## Work instructions:
Below are some records. Print exactly the lines between the one holding "pub type HelperMap" and the one holding "been registered (inherited", inclusive, and nothing else.
====== Records to use ======
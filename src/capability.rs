//! Capability snapshots: the bundle of helpers and lifecycle hooks a
//! scope hands down to its tests and child scopes.
//!
//! The central invariant of the whole framework lives here: a snapshot
//! taken by a child is a copy of the parent's state **at the instant of
//! the child's own declaration**. Anything the parent registers later is
//! never visible to the already-declared child. Cloning the accumulated
//! state at the `test(...)`/`scope(...)` call site is the entire
//! mechanism — routines are shared by `Rc`, the containers are copied.

use std::collections::BTreeMap;
use std::rc::Rc;

use crate::context::TestContext;
use crate::errors::{HelperResult, TestResult};

/// A named helper routine, invokable from a test body as if locally
/// defined there.
pub type HelperFn = Rc<dyn Fn(&mut TestContext) -> HelperResult>;

/// A setup or teardown action.
pub type HookFn = Rc<dyn Fn(&mut TestContext) -> TestResult>;

/// Helper routines by name. Redefining a name shadows the inherited
/// routine, as a local definition would.
pub type HelperMap = BTreeMap<String, HelperFn>;

/// The capability state a scope accumulates while its body runs, and the
/// snapshot a test or child scope inherits.
///
/// `setup` and `teardown` are ordered outer-to-inner; this framework does
/// not reverse teardown order.
#[derive(Clone, Default)]
pub struct Capabilities {
    pub(crate) helpers: HelperMap,
    pub(crate) setup: Vec<HookFn>,
    pub(crate) teardown: Vec<HookFn>,
}

impl Capabilities {
    pub fn new() -> Self {
        Self::default()
    }

    /// True when a helper with this name has been registered (inherited
    /// or own). The explicit rendition of a duck-typed "responds to".
    pub fn has_helper(&self, name: &str) -> bool {
        self.helpers.contains_key(name)
    }

    /// Names of all registered helpers, in sorted order.
    pub fn helper_names(&self) -> impl Iterator<Item = &str> {
        self.helpers.keys().map(String::as_str)
    }

    pub(crate) fn add_helper<F>(&mut self, name: impl Into<String>, helper: F)
    where
        F: Fn(&mut TestContext) -> HelperResult + 'static,
    {
        self.helpers.insert(name.into(), Rc::new(helper));
    }

    pub(crate) fn add_setup<F>(&mut self, hook: F)
    where
        F: Fn(&mut TestContext) -> TestResult + 'static,
    {
        self.setup.push(Rc::new(hook));
    }

    pub(crate) fn add_teardown<F>(&mut self, hook: F)
    where
        F: Fn(&mut TestContext) -> TestResult + 'static,
    {
        self.teardown.push(Rc::new(hook));
    }

    /// Copies the state accumulated so far. Later additions to `self` do
    /// not affect the returned snapshot.
    pub(crate) fn snapshot(&self) -> Self {
        self.clone()
    }
}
======
## Written response:
pub type HelperMap = BTreeMap<String, HelperFn>;

/// The capability state a scope accumulates while its body runs, and the
/// snapshot a test or child scope inherits.
///
/// `setup` and `teardown` are ordered outer-to-inner; this framework does
/// not reverse teardown order.
#[derive(Clone, Default)]
pub struct Capabilities {
    pub(crate) helpers: HelperMap,
    pub(crate) setup: Vec<HookFn>,
    pub(crate) teardown: Vec<HookFn>,
}

impl Capabilities {
    pub fn new() -> Self {
        Self::default()
    }

    /// True when a helper with this name has been registered (inherited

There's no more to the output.